Which of the lines below holds the string "defaults"? Copy every line that does.
------------------------------
use dialoguer::{Confirm, Input, MultiSelect, Select};

use crate::error::Result;
use crate::models::{GroceryItem, MealPlan, MealType, PreferencesDraft, Weekday};
use crate::planner::{DayFilter, MealTypeFilter};
use crate::planner::constants::{
    ALLERGY_OPTIONS, CUISINE_OPTIONS, DIETARY_OPTIONS, GOAL_OPTIONS, MAX_CALORIE_TARGET,
    MAX_COOKING_TIME, MIN_CALORIE_TARGET, MIN_COOKING_TIME,
};
use crate::state::MultiValueField;

/// What the user chose to do with a filled-in form.
#[derive(Debug, Clone, Copy, PartialEq, Eq)]
pub enum FormAction {
    Submit,
    Reset,
    Cancel,
}

/// Actions on the suggestions page.
#[derive(Debug, Clone, Copy, PartialEq, Eq)]
pub enum ReviewAction {
    Accept,
    Reject,
    View,
    AcceptAll,
    Reset,
    ChangeFilters,
    Continue,
    Quit,
}

/// Actions on the grocery page.
#[derive(Debug, Clone, Copy, PartialEq, Eq)]
pub enum GroceryAction {
    Increase,
    Decrease,
    ShoppingPreferences,
    Order,
    Quit,
}

/// Prompt for the goal. Picking "No specific goal" leaves it empty.
pub fn prompt_goal(draft: &mut PreferencesDraft) -> Result<()> {
    let mut options: Vec<&str> = GOAL_OPTIONS.to_vec();
    options.push("No specific goal");

    let selection = Select::new()
        .with_prompt("What is your main goal?")
        .items(&options)
        .default(options.len() - 1)
        .interact()?;

    let goal = GOAL_OPTIONS.get(selection).copied().unwrap_or("");
    draft.set_field_str("goal", goal)
}

/// Prompt for one of the set-valued fields, toggling each change.
pub fn prompt_multi_value(
    draft: &mut PreferencesDraft,
    field: MultiValueField,
    prompt: &str,
    options: &[&str],
) -> Result<()> {
    let current = match field {
        MultiValueField::DietaryRestrictions => draft.dietary_restrictions(),
        MultiValueField::Allergies => draft.allergies(),
        MultiValueField::CuisinePreferences => draft.cuisine_preferences(),
    };
    let defaults: Vec<bool> = options.iter().map(|o| current.contains(*o)).collect();

    let chosen = MultiSelect::new()
        .with_prompt(prompt)
        .items(options)
        .defaults(&defaults)
        .interact()?;

    for (idx, option) in options.iter().enumerate() {
        if chosen.contains(&idx) != defaults[idx] {
            draft.toggle_multi_value(field, option)?;
        }
    }
    Ok(())
}

/// Prompt for a whole-number field, showing the current value as default.
pub fn prompt_number(
    draft: &mut PreferencesDraft,
    field: &str,
    prompt: &str,
    current: u32,
) -> Result<()> {
    let input: String = Input::new()
        .with_prompt(prompt)
        .default(current.to_string())
        .interact_text()?;

    draft.set_field_str(field, &input)
}

/// Prompt for the grocery delivery day.
pub fn prompt_delivery_day(draft: &mut PreferencesDraft) -> Result<()> {
    let options: Vec<&str> = Weekday::ALL.iter().map(|d| d.name()).collect();
    let current = Weekday::ALL
        .iter()
        .position(|d| *d == draft.delivery_day())
        .unwrap_or(0);

    let selection = Select::new()
        .with_prompt("Preferred grocery delivery day")
        .items(&options)
        .default(current)
        .interact()?;

    draft.set_field_str("deliveryDay", options[selection])
}

/// Ask whether to generate, start over, or quit.
pub fn prompt_form_action() -> Result<FormAction> {
    let options = ["Generate Meal Plan", "Reset Form", "Cancel"];
    let selection = Select::new()
        .with_prompt("What next?")
        .items(&options)
        .default(0)
        .interact()?;

    Ok(match selection {
        0 => FormAction::Submit,
        1 => FormAction::Reset,
        _ => FormAction::Cancel,
    })
}

/// Prompt for yes/no confirmation.
pub fn prompt_yes_no(prompt: &str, default: bool) -> Result<bool> {
    Ok(Confirm::new()
        .with_prompt(prompt)
        .default(default)
        .interact()?)
}

/// Walk through every field of the preferences form.
pub fn fill_preferences_form(draft: &mut PreferencesDraft) -> Result<()> {
    prompt_goal(draft)?;
    prompt_multi_value(
        draft,
        MultiValueField::DietaryRestrictions,
        "Dietary restrictions (space to toggle)",
        &DIETARY_OPTIONS,
    )?;

    let adults = draft.adults();
    prompt_number(draft, "adults", "Adults", adults)?;
    let kids = draft.kids();
    prompt_number(draft, "kids", "Kids", kids)?;

    let cooking_time = draft.cooking_time();
    prompt_number(
        draft,
        "cookingTime",
        &format!(
            "Max cooking time per meal in minutes ({}-{})",
            MIN_COOKING_TIME, MAX_COOKING_TIME
        ),
        cooking_time,
    )?;

    let calorie_target = draft.calorie_target();
    prompt_number(
        draft,
        "calorieTarget",
        &format!(
            "Daily calories ({}-{})",
            MIN_CALORIE_TARGET, MAX_CALORIE_TARGET
        ),
        calorie_target,
    )?;

    prompt_multi_value(
        draft,
        MultiValueField::Allergies,
        "Allergies & intolerances (space to toggle)",
        &ALLERGY_OPTIONS,
    )?;
    prompt_multi_value(
        draft,
        MultiValueField::CuisinePreferences,
        "Cuisine preferences (space to toggle)",
        &CUISINE_OPTIONS,
    )?;

    let budget = draft.budget();
    prompt_number(draft, "budget", "Weekly grocery budget", budget)?;
    prompt_delivery_day(draft)?;

    Ok(())
}

/// Ask what to do on the suggestions page.
pub fn prompt_review_action() -> Result<ReviewAction> {
    let options = [
        ("Accept a recipe", ReviewAction::Accept),
        ("Request a different recipe", ReviewAction::Reject),
        ("View recipe details", ReviewAction::View),
        ("Accept all recipes", ReviewAction::AcceptAll),
        ("Reset plan", ReviewAction::Reset),
        ("Change filters", ReviewAction::ChangeFilters),
        ("Continue to grocery list", ReviewAction::Continue),
        ("Quit", ReviewAction::Quit),
    ];
    let labels: Vec<&str> = options.iter().map(|(label, _)| *label).collect();

    let selection = Select::new()
        .with_prompt("What would you like to do?")
        .items(&labels)
        .default(0)
        .interact()?;

    Ok(options
        .get(selection)
        .map(|(_, action)| *action)
        .unwrap_or(ReviewAction::Quit))
}

/// Pick one of the meals shown. `None` when nothing is shown or the user backs out.
pub fn prompt_recipe(plan: &MealPlan, prompt: &str) -> Result<Option<String>> {
    let meals: Vec<(Weekday, &str, &str, MealType)> = plan
        .all_meals()
        .map(|(day, meal)| {
            (
                day,
                meal.recipe.id.as_str(),
                meal.recipe.name.as_str(),
                meal.meal_type,
            )
        })
        .collect();

    if meals.is_empty() {
        println!("No recipes shown.");
        return Ok(None);
    }

    let mut labels: Vec<String> = meals
        .iter()
        .map(|(day, _, name, meal_type)| format!("{} {}: {}", day, meal_type, name))
        .collect();
    labels.push("Back".to_string());

    let selection = Select::new()
        .with_prompt(prompt)
        .items(&labels)
        .default(0)
        .interact()?;

    Ok(meals.get(selection).map(|(_, id, _, _)| id.to_string()))
}

/// Prompt for the day and meal-type filters.
pub fn prompt_filters(
    day: DayFilter,
    meal_type: MealTypeFilter,
) -> Result<(DayFilter, MealTypeFilter)> {
    let day_options: Vec<DayFilter> = std::iter::once(DayFilter::All)
        .chain(Weekday::ALL.into_iter().map(DayFilter::Day))
        .collect();
    let day_labels: Vec<String> = day_options.iter().map(|d| d.to_string()).collect();
    let day_idx = Select::new()
        .with_prompt("Show day")
        .items(&day_labels)
        .default(day_options.iter().position(|d| *d == day).unwrap_or(0))
        .interact()?;

    let type_options: Vec<MealTypeFilter> = std::iter::once(MealTypeFilter::All)
        .chain(MealType::ALL.into_iter().map(MealTypeFilter::Only))
        .collect();
    let type_labels: Vec<String> = type_options.iter().map(|t| t.to_string()).collect();
    let type_idx = Select::new()
        .with_prompt("Show meal type")
        .items(&type_labels)
        .default(type_options.iter().position(|t| *t == meal_type).unwrap_or(0))
        .interact()?;

    Ok((
        day_options.get(day_idx).copied().unwrap_or_default(),
        type_options.get(type_idx).copied().unwrap_or_default(),
    ))
}

/// Ask what to do on the grocery page.
pub fn prompt_grocery_action() -> Result<GroceryAction> {
    let options = [
        ("Increase a quantity", GroceryAction::Increase),
        ("Decrease a quantity", GroceryAction::Decrease),
        ("Shopping preferences", GroceryAction::ShoppingPreferences),
        ("Continue to order", GroceryAction::Order),
        ("Quit", GroceryAction::Quit),
    ];
    let labels: Vec<&str> = options.iter().map(|(label, _)| *label).collect();

    let selection = Select::new()
        .with_prompt("What would you like to do?")
        .items(&labels)
        .default(0)
        .interact()?;

    Ok(options
        .get(selection)
        .map(|(_, action)| *action)
        .unwrap_or(GroceryAction::Quit))
}

/// Pick a grocery item by name. `None` when the user backs out.
pub fn prompt_grocery_item(items: &[GroceryItem]) -> Result<Option<String>> {
    let mut labels: Vec<String> = items
        .iter()
        .map(|item| format!("{} ({})", item.name, item.amount()))
        .collect();
    labels.push("Back".to_string());

    let selection = Select::new()
        .with_prompt("Which item?")
        .items(&labels)
        .default(0)
        .interact()?;

    Ok(items.get(selection).map(|item| item.id.clone()))
}

/// Prompt for free text with a default.
pub fn prompt_text(prompt: &str, default: &str) -> Result<String> {
    let input: String = Input::new()
        .with_prompt(prompt)
        .default(default.to_string())
        .allow_empty(true)
        .interact_text()?;
    Ok(input)
}
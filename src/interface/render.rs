use crate::models::{
    MealPlan, NutritionFacts, PreferencesDraft, Recipe, ShoppingPreferences, WeeklyTotals,
};
use crate::planner::{DayFilter, MealTypeFilter};
use crate::state::{AcceptanceTracker, GroceryQuantityLedger, ReplacementRequest};

/// Display weekly nutrition totals.
pub fn display_weekly_totals(totals: &WeeklyTotals) {
    println!();
    println!("=== Nutritional Overview ===");
    println!();
    println!("{:<14} {}", "Week total:", format_nutrition(&totals.total()));
    println!("{:<14} {}", "Daily average:", format_nutrition(&totals.daily_average()));
    println!();
}

/// Display the (filtered) plan with each recipe's acceptance mark.
pub fn display_suggestions(
    plan: &MealPlan,
    tracker: &AcceptanceTracker,
    day: DayFilter,
    meal_type: MealTypeFilter,
) {
    println!("=== Your Weekly Meal Plan (day: {}, meal: {}) ===", day, meal_type);

    if plan.is_empty() {
        println!();
        println!("No meals match the selected filters.");
        println!();
        return;
    }

    let views = tracker.annotate(plan);
    let max_name_len = views.iter().map(|v| v.recipe.name.len()).max().unwrap_or(10);

    let mut current_day = None;
    for view in &views {
        if current_day != Some(view.day) {
            current_day = Some(view.day);
            println!();
            println!("--- {} ---", view.day);
        }

        let mark = if view.is_selected { "[x]" } else { "[ ]" };
        println!(
            "  {} {:<9} {:<width$}  {:>4.0} cal  ({})",
            mark,
            view.meal_type.name(),
            view.recipe.name,
            view.recipe.nutrition.calories,
            view.recipe.id,
            width = max_name_len
        );
    }

    let accepted = views.iter().filter(|v| v.is_selected).count();
    println!();
    println!("Accepted: {} of {} shown", accepted, views.len());
    println!();
}

/// Display one recipe's details.
pub fn display_recipe(recipe: &Recipe, is_selected: bool) {
    println!();
    println!("=== {} ===", recipe.name);
    println!("Id: {}", recipe.id);
    println!("Nutrition: {}", format_nutrition(&recipe.nutrition));
    println!("Accepted: {}", yes_no(is_selected));
    println!();
}

/// Display replacement requests raised by rejections.
pub fn display_replacement_requests(requests: &[ReplacementRequest]) {
    for request in requests {
        println!(
            "Requested a new suggestion for {} {} (replacing {})",
            request.day, request.meal_type, request.recipe_id
        );
    }
}

/// Display the grocery list grouped by category.
pub fn display_grocery_list(ledger: &GroceryQuantityLedger, preferences: &ShoppingPreferences) {
    println!();
    println!("=== Grocery List ({} items) ===", ledger.len());

    if ledger.is_empty() {
        println!("(none)");
        println!();
        return;
    }

    for (category, items) in ledger.by_category() {
        println!();
        println!("--- {} ---", category);
        for item in items {
            println!("  [{}] {} - {}", item.id, item.name, item.amount());
            if !item.alternatives.is_empty() {
                println!("      Alternatives: {}", item.alternatives.join(", "));
            }
        }
    }

    println!();
    println!("--- Shopping Preferences ---");
    println!("Organic only: {}", yes_no(preferences.organic_only));
    let brands = preferences.brands();
    if !brands.is_empty() {
        println!("Preferred brands: {}", brands.join(", "));
    }
    println!("Substitutions allowed: {}", yes_no(preferences.substitute_allowed));
    println!();
}

/// Display a summary of the submitted preferences.
pub fn display_preferences(draft: &PreferencesDraft) {
    let list = |set: &std::collections::BTreeSet<String>| {
        if set.is_empty() {
            "none".to_string()
        } else {
            set.iter().cloned().collect::<Vec<_>>().join(", ")
        }
    };

    println!();
    println!("=== Preferences ===");
    println!(
        "Goal: {}",
        if draft.goal().is_empty() { "none" } else { draft.goal() }
    );
    println!("Dietary restrictions: {}", list(draft.dietary_restrictions()));
    println!("Allergies: {}", list(draft.allergies()));
    println!("Cuisines: {}", list(draft.cuisine_preferences()));
    println!("Servings: {} adults, {} kids", draft.adults(), draft.kids());
    println!("Max cooking time: {} min", draft.cooking_time());
    println!("Daily calories: {}", draft.calorie_target());
    println!("Budget: {}", draft.budget());
    println!("Delivery day: {}", draft.delivery_day());
    println!();
}

fn format_nutrition(n: &NutritionFacts) -> String {
    format!(
        "{:.0} cal | P {:.0}g C {:.0}g F {:.0}g",
        n.calories, n.protein, n.carbs, n.fat
    )
}

fn yes_no(value: bool) -> &'static str {
    if value { "yes" } else { "no" }
}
------------------------------
* **Written solution**:
    let defaults: Vec<bool> = options.iter().map(|o| current.contains(*o)).collect();
        .defaults(&defaults)
        if chosen.contains(&idx) != defaults[idx] {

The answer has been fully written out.